Causal Parameter (Roadmap Step 3)
Recall our goal of evaluating the effect of early versus delayed public masking mandates on subsequent COVID-19 cases and deaths at a national level. To translate this goal into a well-specified causal parameter, we defined ${Y}_{a}$ as the counterfactual outcome for a state if the exposure level were $A=a$ . For example, ${Y}_{1}$ was the relative increase in the COVID-19 case rate for a state if possibly, contrary to fact, they implemented the masking mandate by the target date, while ${Y}_{0}$ was the relative increase in the COVID-19 case rate for a state if possibly, contrary to fact, they failed to implement the masking mandate by the target date. We derived these counterfactual outcomes by deterministically setting the exposure A equal to 1 and to 0 in the above structural causal model.^{14} ^{,} ^{26} We defined and derived counterfactual outcomes for COVID-19 deaths analogously.
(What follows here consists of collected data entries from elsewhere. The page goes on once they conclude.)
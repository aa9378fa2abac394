use crate::rules::RelationTypeRestriction;
use crate::schema::types::Schema;

/// One row per declared restriction, ordered by type name, then relation name,
/// then declaration order within the relation.
pub fn extract_type_restrictions(schema: &Schema) -> Vec<RelationTypeRestriction> {
    schema
        .sorted_types()
        .into_iter()
        .flat_map(|type_def| {
            type_def.sorted_relations().into_iter().flat_map(move |relation| {
                relation
                    .type_restrictions
                    .iter()
                    .map(move |restriction| RelationTypeRestriction {
                        resource_type: type_def.name.clone(),
                        relation: relation.name.clone(),
                        subject_type: restriction.subject_type.clone(),
                        subject_relation: restriction.subject_relation.clone(),
                    })
            })
        })
        .collect()
}
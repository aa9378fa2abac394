use serde::Deserialize;
use std::path::Path;

use rulegen_core::CompilerOptions;
use rulegen_core::schema::SchemaLimits;

#[derive(Debug, Clone, Default, Deserialize)]
#[serde(default)]
pub struct AppConfig {
    pub log: LogConfig,
    pub output: OutputConfig,
    pub compiler: CompilerConfig,
    pub schema_limits: SchemaLimitsConfig,
}

#[derive(Debug, Clone, Deserialize)]
#[serde(default)]
pub struct LogConfig {
    pub format: LogFormat,
    pub level: String,
}

#[derive(Debug, Clone, Default, Deserialize, PartialEq, Eq)]
#[serde(rename_all = "lowercase")]
pub enum LogFormat {
    #[default]
    Json,
    Pretty,
}

#[derive(Debug, Clone, Default, Deserialize)]
#[serde(default)]
pub struct OutputConfig {
    pub format: OutputFormat,
}

/// How `compile` prints the rule base on stdout.
#[derive(Debug, Clone, Copy, Default, Deserialize, PartialEq, Eq, clap::ValueEnum)]
#[serde(rename_all = "lowercase")]
pub enum OutputFormat {
    #[default]
    Sql,
    /// One Datalog-style clause per line, each also logged.
    Log,
    Json,
}

#[derive(Debug, Clone, Default, Deserialize)]
#[serde(default)]
pub struct CompilerConfig {
    pub allow_recursive_permissions: bool,
}

#[derive(Debug, Clone, Deserialize)]
#[serde(default)]
pub struct SchemaLimitsConfig {
    pub max_types: usize,
    pub max_relations_per_type: usize,
    pub max_permissions_per_type: usize,
}

impl Default for LogConfig {
    fn default() -> Self {
        Self {
            format: LogFormat::Json,
            level: "info".to_string(),
        }
    }
}

impl Default for SchemaLimitsConfig {
    fn default() -> Self {
        let limits = SchemaLimits::default();
        Self {
            max_types: limits.max_types,
            max_relations_per_type: limits.max_relations_per_type,
            max_permissions_per_type: limits.max_permissions_per_type,
        }
    }
}

impl AppConfig {
    pub fn load(config_path: Option<&Path>) -> Result<Self, ConfigError> {
        let mut config = if let Some(path) = config_path {
            let contents = std::fs::read_to_string(path)
                .map_err(|e| ConfigError::ReadFile(path.display().to_string(), e.to_string()))?;
            toml::from_str::<AppConfig>(&contents)
                .map_err(|e| ConfigError::ParseToml(e.to_string()))?
        } else {
            AppConfig::default()
        };

        config.apply_env_overrides();
        config.validate()?;

        Ok(config)
    }

    fn apply_env_overrides(&mut self) {
        if let Ok(v) = std::env::var("RULEGEN_LOG_LEVEL") {
            self.log.level = v;
        }
        if let Ok(v) = std::env::var("RULEGEN_LOG_FORMAT") {
            match v.as_str() {
                "json" => self.log.format = LogFormat::Json,
                "pretty" => self.log.format = LogFormat::Pretty,
                _ => {}
            }
        }
        if let Ok(v) = std::env::var("RULEGEN_OUTPUT_FORMAT") {
            match v.as_str() {
                "sql" => self.output.format = OutputFormat::Sql,
                "log" => self.output.format = OutputFormat::Log,
                "json" => self.output.format = OutputFormat::Json,
                _ => {}
            }
        }
        if let Ok(v) = std::env::var("RULEGEN_ALLOW_RECURSIVE_PERMISSIONS")
            && let Ok(allow) = v.parse()
        {
            self.compiler.allow_recursive_permissions = allow;
        }
        if let Ok(v) = std::env::var("RULEGEN_MAX_TYPES")
            && let Ok(n) = v.parse()
        {
            self.schema_limits.max_types = n;
        }
    }

    fn validate(&self) -> Result<(), ConfigError> {
        if self.schema_limits.max_types == 0 {
            return Err(ConfigError::Validation(
                "schema_limits.max_types must be non-zero".to_string(),
            ));
        }
        if self.schema_limits.max_relations_per_type == 0 {
            return Err(ConfigError::Validation(
                "schema_limits.max_relations_per_type must be non-zero".to_string(),
            ));
        }
        if self.schema_limits.max_permissions_per_type == 0 {
            return Err(ConfigError::Validation(
                "schema_limits.max_permissions_per_type must be non-zero".to_string(),
            ));
        }
        Ok(())
    }

    pub fn to_compiler_options(&self) -> CompilerOptions {
        CompilerOptions {
            allow_recursive_permissions: self.compiler.allow_recursive_permissions,
        }
    }

    pub fn to_schema_limits(&self) -> SchemaLimits {
        SchemaLimits {
            max_types: self.schema_limits.max_types,
            max_relations_per_type: self.schema_limits.max_relations_per_type,
            max_permissions_per_type: self.schema_limits.max_permissions_per_type,
        }
    }
}

#[derive(Debug, thiserror::Error)]
pub enum ConfigError {
    #[error("failed to read config file '{0}': {1}")]
    ReadFile(String, String),

    #[error("failed to parse TOML config: {0}")]
    ParseToml(String),

    #[error("config validation failed: {0}")]
    Validation(String),
}
use std::fmt;

#[derive(Debug, Clone, Default, PartialEq, Eq)]
pub struct Schema {
    pub types: Vec<TypeDefinition>,
}

impl Schema {
    pub fn get_type(&self, name: &str) -> Option<&TypeDefinition> {
        self.types.iter().find(|t| t.name == name)
    }

    /// Type definitions ordered by name, independent of declaration order.
    pub fn sorted_types(&self) -> Vec<&TypeDefinition> {
        let mut types: Vec<_> = self.types.iter().collect();
        types.sort_by(|a, b| a.name.cmp(&b.name));
        types
    }
}

#[derive(Debug, Clone, PartialEq, Eq)]
pub struct TypeDefinition {
    pub name: String,
    pub relations: Vec<RelationDef>,
    pub permissions: Vec<PermissionDef>,
}

impl TypeDefinition {
    pub fn new(name: impl Into<String>) -> Self {
        Self {
            name: name.into(),
            relations: Vec::new(),
            permissions: Vec::new(),
        }
    }

    pub fn with_relation(mut self, relation: RelationDef) -> Self {
        self.relations.push(relation);
        self
    }

    pub fn with_permission(
        mut self,
        name: impl Into<String>,
        expression: PermissionExpression,
    ) -> Self {
        self.permissions.push(PermissionDef {
            name: name.into(),
            expression,
        });
        self
    }

    pub fn get_relation(&self, name: &str) -> Option<&RelationDef> {
        self.relations.iter().find(|r| r.name == name)
    }

    pub fn get_permission(&self, name: &str) -> Option<&PermissionDef> {
        self.permissions.iter().find(|p| p.name == name)
    }

    pub fn sorted_relations(&self) -> Vec<&RelationDef> {
        let mut relations: Vec<_> = self.relations.iter().collect();
        relations.sort_by(|a, b| a.name.cmp(&b.name));
        relations
    }

    pub fn sorted_permissions(&self) -> Vec<&PermissionDef> {
        let mut permissions: Vec<_> = self.permissions.iter().collect();
        permissions.sort_by(|a, b| a.name.cmp(&b.name));
        permissions
    }
}

#[derive(Debug, Clone, PartialEq, Eq)]
pub struct RelationDef {
    pub name: String,
    pub type_restrictions: Vec<TypeRestriction>,
}

impl RelationDef {
    pub fn new(name: impl Into<String>, type_restrictions: Vec<TypeRestriction>) -> Self {
        Self {
            name: name.into(),
            type_restrictions,
        }
    }
}

/// A subject shape accepted by a relation: `user` or the userset `group#member`.
#[derive(Debug, Clone, PartialEq, Eq, Hash)]
pub struct TypeRestriction {
    pub subject_type: String,
    pub subject_relation: Option<String>,
}

impl TypeRestriction {
    pub fn direct(subject_type: impl Into<String>) -> Self {
        Self {
            subject_type: subject_type.into(),
            subject_relation: None,
        }
    }

    pub fn userset(subject_type: impl Into<String>, subject_relation: impl Into<String>) -> Self {
        Self {
            subject_type: subject_type.into(),
            subject_relation: Some(subject_relation.into()),
        }
    }
}

impl fmt::Display for TypeRestriction {
    fn fmt(&self, f: &mut fmt::Formatter<'_>) -> fmt::Result {
        match &self.subject_relation {
            Some(rel) => write!(f, "{}#{}", self.subject_type, rel),
            None => write!(f, "{}", self.subject_type),
        }
    }
}

#[derive(Debug, Clone, PartialEq, Eq)]
pub struct PermissionDef {
    pub name: String,
    pub expression: PermissionExpression,
}

#[derive(Debug, Clone, PartialEq, Eq)]
pub enum PermissionExpression {
    /// A relation or permission on the same type.
    Unary(String),
    /// `base->target`: follow `base` to the related object and evaluate `target` there.
    Hierarchical { base: String, target: String },
    Union(Vec<PermissionExpression>),
    Intersection(Vec<PermissionExpression>),
    Exclusion(Box<PermissionExpression>, Box<PermissionExpression>),
}

impl PermissionExpression {
    pub fn unary(relation: impl Into<String>) -> Self {
        Self::Unary(relation.into())
    }

    pub fn hierarchical(base: impl Into<String>, target: impl Into<String>) -> Self {
        Self::Hierarchical {
            base: base.into(),
            target: target.into(),
        }
    }

    pub fn kind(&self) -> &'static str {
        match self {
            Self::Unary(_) => "unary",
            Self::Hierarchical { .. } => "hierarchical",
            Self::Union(_) => "union",
            Self::Intersection(_) => "intersection",
            Self::Exclusion(..) => "exclusion",
        }
    }
}
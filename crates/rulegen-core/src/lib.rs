pub mod compiler;
pub mod render;
pub mod rules;
pub mod schema;

pub use compiler::{CompileError, CompilerOptions, ErrorKind, compile, compile_with};
pub use render::to_sql;
pub use rules::{BinaryRule, RelationTypeRestriction, SchemaQueryRules, UnaryRule};
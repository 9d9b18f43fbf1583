use serde::Serialize;
use tokio::sync::mpsc;

/// What a session reports to its host, in delivery order.
#[derive(Debug, Clone, PartialEq, Eq, Serialize)]
#[serde(tag = "event", content = "payload")]
pub enum Notification {
    #[serde(rename = "translation:chunk")]
    Chunk(String),
    #[serde(rename = "translation:done")]
    Done,
    #[serde(rename = "translation:error")]
    Error(String),
}

impl Notification {
    pub fn is_terminal(&self) -> bool {
        !matches!(self, Notification::Chunk(_))
    }
}

/// Receives a session's notifications.
///
/// A session calls `chunk` zero or more times, then exactly one of `done` or
/// `error`, then nothing. Implementations must return quickly; they run on
/// the session's task between body reads.
pub trait NotificationSink: Send + Sync {
    fn chunk(&self, text: &str);
    fn done(&self);
    fn error(&self, message: &str);
}

/// Forwards notifications over an unbounded channel.
///
/// A dropped receiver is not an error: the session still runs to completion,
/// its notifications are discarded.
#[derive(Debug, Clone)]
pub struct ChannelSink {
    tx: mpsc::UnboundedSender<Notification>,
}

impl ChannelSink {
    pub fn new() -> (Self, mpsc::UnboundedReceiver<Notification>) {
        let (tx, rx) = mpsc::unbounded_channel();
        (Self { tx }, rx)
    }

    fn send(&self, n: Notification) {
        if self.tx.send(n).is_err() {
            log::debug!("notification receiver dropped");
        }
    }
}

impl NotificationSink for ChannelSink {
    fn chunk(&self, text: &str) {
        self.send(Notification::Chunk(text.to_string()));
    }

    fn done(&self) {
        self.send(Notification::Done);
    }

    fn error(&self, message: &str) {
        self.send(Notification::Error(message.to_string()));
    }
}
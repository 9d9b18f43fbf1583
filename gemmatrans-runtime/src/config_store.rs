use anyhow::Context;
use gemmatrans_core::config::AppConfig;
use std::path::{Path, PathBuf};

#[derive(Debug, Clone)]
pub struct ConfigStore {
    path: PathBuf,
}

impl ConfigStore {
    pub fn at_path(path: impl Into<PathBuf>) -> Self {
        Self { path: path.into() }
    }

    pub fn path(&self) -> &Path {
        &self.path
    }

    pub fn load(&self) -> anyhow::Result<AppConfig> {
        let bytes = std::fs::read(&self.path)
            .with_context(|| format!("read config: {}", self.path.display()))?;
        let cfg: AppConfig = serde_json::from_slice(&bytes).context("decode config JSON")?;
        Ok(cfg)
    }

    /// Like `load`, but a missing file means "use defaults".
    pub fn load_or_default(&self) -> anyhow::Result<AppConfig> {
        if !self.path.exists() {
            log::debug!("no config at {}, using defaults", self.path.display());
            return Ok(AppConfig::default());
        }
        self.load()
    }

    pub fn save(&self, cfg: &AppConfig) -> anyhow::Result<()> {
        let json = serde_json::to_vec_pretty(cfg).context("encode config JSON")?;
        if let Some(parent) = self.path.parent().filter(|p| !p.as_os_str().is_empty()) {
            std::fs::create_dir_all(parent)
                .with_context(|| format!("create config directory: {}", parent.display()))?;
        }

        // Atomic-ish write: write temp then replace.
        let tmp = self.path.with_extension("json.tmp");
        std::fs::write(&tmp, json).with_context(|| format!("write temp: {}", tmp.display()))?;
        std::fs::rename(&tmp, &self.path)
            .with_context(|| format!("replace file: {}", self.path.display()))?;
        Ok(())
    }
}

#[cfg(test)]
mod tests {
    use super::*;

    #[test]
    fn round_trips_config() {
        let dir = tempfile::tempdir().unwrap();
        let store = ConfigStore::at_path(dir.path().join("nested").join("config.json"));

        let cfg = AppConfig {
            base_url: "http://gpu-box:11434".into(),
            model: "translategemma:12b".into(),
            idle_timeout_secs: None,
            ..AppConfig::default()
        };

        store.save(&cfg).unwrap();
        assert_eq!(store.load().unwrap(), cfg);
        assert!(!store.path().with_extension("json.tmp").exists());
    }

    #[test]
    fn missing_file_falls_back_to_defaults() {
        let dir = tempfile::tempdir().unwrap();
        let store = ConfigStore::at_path(dir.path().join("config.json"));

        assert!(store.load().is_err());
        assert_eq!(store.load_or_default().unwrap(), AppConfig::default());
    }

    #[test]
    fn corrupt_file_is_an_error() {
        let dir = tempfile::tempdir().unwrap();
        let path = dir.path().join("config.json");
        std::fs::write(&path, b"{not json").unwrap();

        assert!(ConfigStore::at_path(path).load_or_default().is_err());
    }
}
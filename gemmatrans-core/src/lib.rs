pub mod config;
pub mod languages;
pub mod prompt;
pub mod types;

// Keep the public surface small and intentional.
pub use config::*;
pub use languages::*;
pub use prompt::*;
pub use types::*;
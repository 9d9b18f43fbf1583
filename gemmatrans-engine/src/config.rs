use gemmatrans_core::config::AppConfig;
use gemmatrans_providers::ollama::generate_url;
use std::time::Duration;

/// Everything one session needs, captured before it starts.
///
/// Sessions never read shared mutable settings; a host that lets the user
/// switch models builds a fresh `SessionConfig` for the next session.
#[derive(Debug, Clone, PartialEq, Eq)]
pub struct SessionConfig {
    pub endpoint: String,
    pub model: String,
    pub connect_timeout: Duration,
    pub idle_timeout: Option<Duration>,
    pub request_timeout: Duration,
}

impl SessionConfig {
    pub fn from_app_config(cfg: &AppConfig) -> Self {
        Self {
            endpoint: generate_url(&cfg.base_url),
            model: cfg.model.clone(),
            connect_timeout: Duration::from_secs(cfg.connect_timeout_secs),
            idle_timeout: cfg.idle_timeout_secs.map(Duration::from_secs),
            request_timeout: Duration::from_secs(cfg.request_timeout_secs),
        }
    }

    pub fn with_model(mut self, model: impl Into<String>) -> Self {
        self.model = model.into();
        self
    }
}

impl Default for SessionConfig {
    fn default() -> Self {
        Self::from_app_config(&AppConfig::default())
    }
}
Using these counterfactual outcomes, we then specified our target causal parameter as the causal rate ratio $CRR=\mathbb{E}[{Y}_{1}]\xf7\mathbb{E}[{Y}_{0}]$ in the primary approach and considered the causal rate difference $CRD=\mathbb{E}\left[{Y}_{1}\right]-\mathbb{E}[{Y}_{0}]$ in secondary analyses. For both parameters, the expectations are over the distribution of state-level, counterfactual outcomes. In words, these causal parameters correspond to the ratio and difference in the expected relative growth in COVID-19 cases (deaths) if all 50 states had early versus delayed implementation of the masking policy. In reality, of course, we did not observe both counterfactual outcomes, since a state either did or did not implement the masking mandate by the target date.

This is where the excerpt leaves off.